* About this task *
The required output is the line containing "async fn lookup(&self, email: &Email)" followed by every later line through the end of the data, all reproduced exactly.
....
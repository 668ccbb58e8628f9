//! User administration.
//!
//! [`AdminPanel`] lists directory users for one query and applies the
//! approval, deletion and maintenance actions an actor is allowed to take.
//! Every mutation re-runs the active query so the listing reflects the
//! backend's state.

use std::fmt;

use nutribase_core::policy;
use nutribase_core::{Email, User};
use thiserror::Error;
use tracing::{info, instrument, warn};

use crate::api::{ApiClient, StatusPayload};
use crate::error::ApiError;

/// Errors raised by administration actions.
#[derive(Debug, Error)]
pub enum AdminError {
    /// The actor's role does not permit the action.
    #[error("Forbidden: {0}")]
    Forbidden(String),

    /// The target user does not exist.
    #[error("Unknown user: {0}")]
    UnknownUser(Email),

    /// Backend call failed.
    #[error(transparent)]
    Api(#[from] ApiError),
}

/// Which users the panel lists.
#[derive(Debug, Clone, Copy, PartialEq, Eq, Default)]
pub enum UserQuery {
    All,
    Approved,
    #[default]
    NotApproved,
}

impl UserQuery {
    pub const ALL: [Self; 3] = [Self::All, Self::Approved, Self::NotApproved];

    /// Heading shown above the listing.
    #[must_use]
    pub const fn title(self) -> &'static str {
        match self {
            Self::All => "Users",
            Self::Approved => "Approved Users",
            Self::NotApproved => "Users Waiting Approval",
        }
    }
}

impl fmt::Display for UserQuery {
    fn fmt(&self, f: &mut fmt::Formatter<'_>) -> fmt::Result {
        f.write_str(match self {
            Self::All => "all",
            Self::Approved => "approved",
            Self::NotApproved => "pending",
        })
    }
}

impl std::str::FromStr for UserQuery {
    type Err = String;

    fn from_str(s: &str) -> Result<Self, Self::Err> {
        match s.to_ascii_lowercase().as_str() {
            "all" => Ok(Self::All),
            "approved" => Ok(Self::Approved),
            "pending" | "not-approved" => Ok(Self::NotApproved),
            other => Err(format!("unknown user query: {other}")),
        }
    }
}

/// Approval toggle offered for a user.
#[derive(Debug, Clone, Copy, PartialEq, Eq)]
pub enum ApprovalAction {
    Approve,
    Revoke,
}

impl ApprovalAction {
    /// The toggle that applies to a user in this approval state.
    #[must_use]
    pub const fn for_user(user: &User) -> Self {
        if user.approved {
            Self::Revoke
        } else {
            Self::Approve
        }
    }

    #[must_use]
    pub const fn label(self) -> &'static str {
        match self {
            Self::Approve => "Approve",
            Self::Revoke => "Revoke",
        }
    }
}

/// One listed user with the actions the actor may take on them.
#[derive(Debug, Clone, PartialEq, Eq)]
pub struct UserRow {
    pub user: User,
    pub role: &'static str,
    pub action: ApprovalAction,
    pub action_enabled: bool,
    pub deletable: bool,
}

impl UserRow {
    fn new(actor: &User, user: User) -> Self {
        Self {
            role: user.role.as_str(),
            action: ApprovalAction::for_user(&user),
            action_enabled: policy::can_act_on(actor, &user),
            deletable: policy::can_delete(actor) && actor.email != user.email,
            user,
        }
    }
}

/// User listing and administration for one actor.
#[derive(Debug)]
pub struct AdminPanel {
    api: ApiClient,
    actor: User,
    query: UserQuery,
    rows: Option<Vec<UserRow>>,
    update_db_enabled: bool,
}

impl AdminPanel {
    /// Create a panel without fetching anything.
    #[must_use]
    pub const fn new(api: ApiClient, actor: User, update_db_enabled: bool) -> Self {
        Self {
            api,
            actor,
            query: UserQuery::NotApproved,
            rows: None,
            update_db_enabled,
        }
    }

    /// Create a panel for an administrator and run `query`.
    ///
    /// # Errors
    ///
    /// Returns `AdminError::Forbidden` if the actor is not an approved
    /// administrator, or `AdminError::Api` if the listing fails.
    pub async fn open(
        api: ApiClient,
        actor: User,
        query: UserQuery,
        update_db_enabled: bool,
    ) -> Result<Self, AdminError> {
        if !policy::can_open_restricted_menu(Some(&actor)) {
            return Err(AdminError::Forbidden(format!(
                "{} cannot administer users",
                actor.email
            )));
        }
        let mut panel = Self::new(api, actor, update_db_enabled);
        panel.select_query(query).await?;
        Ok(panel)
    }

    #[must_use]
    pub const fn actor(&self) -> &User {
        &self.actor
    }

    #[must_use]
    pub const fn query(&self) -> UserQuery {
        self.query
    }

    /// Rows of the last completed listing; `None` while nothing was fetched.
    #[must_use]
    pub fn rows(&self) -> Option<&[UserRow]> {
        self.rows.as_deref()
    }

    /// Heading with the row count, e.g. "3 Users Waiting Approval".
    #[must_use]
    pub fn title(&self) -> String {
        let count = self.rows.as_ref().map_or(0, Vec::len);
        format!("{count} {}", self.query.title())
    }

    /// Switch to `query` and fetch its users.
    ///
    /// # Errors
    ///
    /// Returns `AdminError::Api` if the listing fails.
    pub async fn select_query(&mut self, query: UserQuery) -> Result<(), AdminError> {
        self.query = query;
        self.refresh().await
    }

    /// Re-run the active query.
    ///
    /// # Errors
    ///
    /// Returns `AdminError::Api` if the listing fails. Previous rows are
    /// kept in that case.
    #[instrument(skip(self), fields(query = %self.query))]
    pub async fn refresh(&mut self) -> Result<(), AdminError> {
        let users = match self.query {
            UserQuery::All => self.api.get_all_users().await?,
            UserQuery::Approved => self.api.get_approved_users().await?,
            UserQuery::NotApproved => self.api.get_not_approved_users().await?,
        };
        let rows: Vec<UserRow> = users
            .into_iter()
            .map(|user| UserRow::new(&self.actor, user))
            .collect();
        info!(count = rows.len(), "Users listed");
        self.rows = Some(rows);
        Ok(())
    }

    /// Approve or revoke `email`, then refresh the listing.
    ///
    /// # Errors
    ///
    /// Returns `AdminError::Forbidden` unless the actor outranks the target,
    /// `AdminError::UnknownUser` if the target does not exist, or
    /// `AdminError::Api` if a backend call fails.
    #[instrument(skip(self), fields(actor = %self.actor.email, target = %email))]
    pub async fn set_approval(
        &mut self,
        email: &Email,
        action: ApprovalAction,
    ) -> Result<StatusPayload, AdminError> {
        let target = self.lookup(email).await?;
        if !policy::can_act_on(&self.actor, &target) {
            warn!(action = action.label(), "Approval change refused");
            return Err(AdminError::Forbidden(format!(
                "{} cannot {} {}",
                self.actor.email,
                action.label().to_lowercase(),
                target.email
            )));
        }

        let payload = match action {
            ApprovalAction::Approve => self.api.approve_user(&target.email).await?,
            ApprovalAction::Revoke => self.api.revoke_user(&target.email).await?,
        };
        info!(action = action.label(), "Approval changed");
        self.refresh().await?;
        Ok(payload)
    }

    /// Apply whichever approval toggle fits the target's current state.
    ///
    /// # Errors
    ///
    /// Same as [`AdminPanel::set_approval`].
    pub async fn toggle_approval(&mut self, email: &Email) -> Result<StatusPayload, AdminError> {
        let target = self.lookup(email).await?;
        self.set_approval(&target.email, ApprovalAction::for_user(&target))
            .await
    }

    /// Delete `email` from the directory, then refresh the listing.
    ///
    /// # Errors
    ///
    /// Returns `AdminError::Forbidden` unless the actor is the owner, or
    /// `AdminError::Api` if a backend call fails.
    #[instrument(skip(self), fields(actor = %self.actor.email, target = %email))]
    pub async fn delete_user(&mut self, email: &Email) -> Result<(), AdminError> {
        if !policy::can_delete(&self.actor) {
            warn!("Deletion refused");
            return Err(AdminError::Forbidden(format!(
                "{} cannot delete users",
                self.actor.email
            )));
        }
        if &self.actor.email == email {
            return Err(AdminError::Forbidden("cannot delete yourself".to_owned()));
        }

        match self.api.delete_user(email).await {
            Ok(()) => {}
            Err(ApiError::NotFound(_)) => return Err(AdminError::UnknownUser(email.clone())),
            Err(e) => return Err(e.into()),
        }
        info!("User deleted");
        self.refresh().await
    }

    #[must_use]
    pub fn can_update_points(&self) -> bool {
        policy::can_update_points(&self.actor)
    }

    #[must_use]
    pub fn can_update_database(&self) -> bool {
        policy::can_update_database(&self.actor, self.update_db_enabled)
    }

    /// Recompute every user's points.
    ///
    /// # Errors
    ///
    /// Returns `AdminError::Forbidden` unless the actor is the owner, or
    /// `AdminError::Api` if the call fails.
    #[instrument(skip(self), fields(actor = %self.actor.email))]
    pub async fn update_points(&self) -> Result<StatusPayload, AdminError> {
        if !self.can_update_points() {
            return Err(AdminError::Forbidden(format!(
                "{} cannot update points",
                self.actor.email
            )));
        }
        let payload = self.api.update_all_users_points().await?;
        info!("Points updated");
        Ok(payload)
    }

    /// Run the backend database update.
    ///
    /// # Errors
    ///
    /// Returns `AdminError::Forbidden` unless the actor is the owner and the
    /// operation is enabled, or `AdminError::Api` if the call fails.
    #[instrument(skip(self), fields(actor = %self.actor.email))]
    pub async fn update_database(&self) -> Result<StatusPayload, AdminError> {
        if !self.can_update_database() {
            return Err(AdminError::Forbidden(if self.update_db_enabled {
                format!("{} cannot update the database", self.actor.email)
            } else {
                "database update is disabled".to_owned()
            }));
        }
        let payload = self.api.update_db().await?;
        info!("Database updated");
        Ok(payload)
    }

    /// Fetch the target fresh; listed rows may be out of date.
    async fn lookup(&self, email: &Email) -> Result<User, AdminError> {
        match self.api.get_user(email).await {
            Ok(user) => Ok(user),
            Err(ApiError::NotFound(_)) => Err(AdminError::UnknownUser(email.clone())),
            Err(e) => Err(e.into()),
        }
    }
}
....
* Worked solution *
    async fn lookup(&self, email: &Email) -> Result<User, AdminError> {
        match self.api.get_user(email).await {
            Ok(user) => Ok(user),
            Err(ApiError::NotFound(_)) => Err(AdminError::UnknownUser(email.clone())),
            Err(e) => Err(e.into()),
        }
    }
}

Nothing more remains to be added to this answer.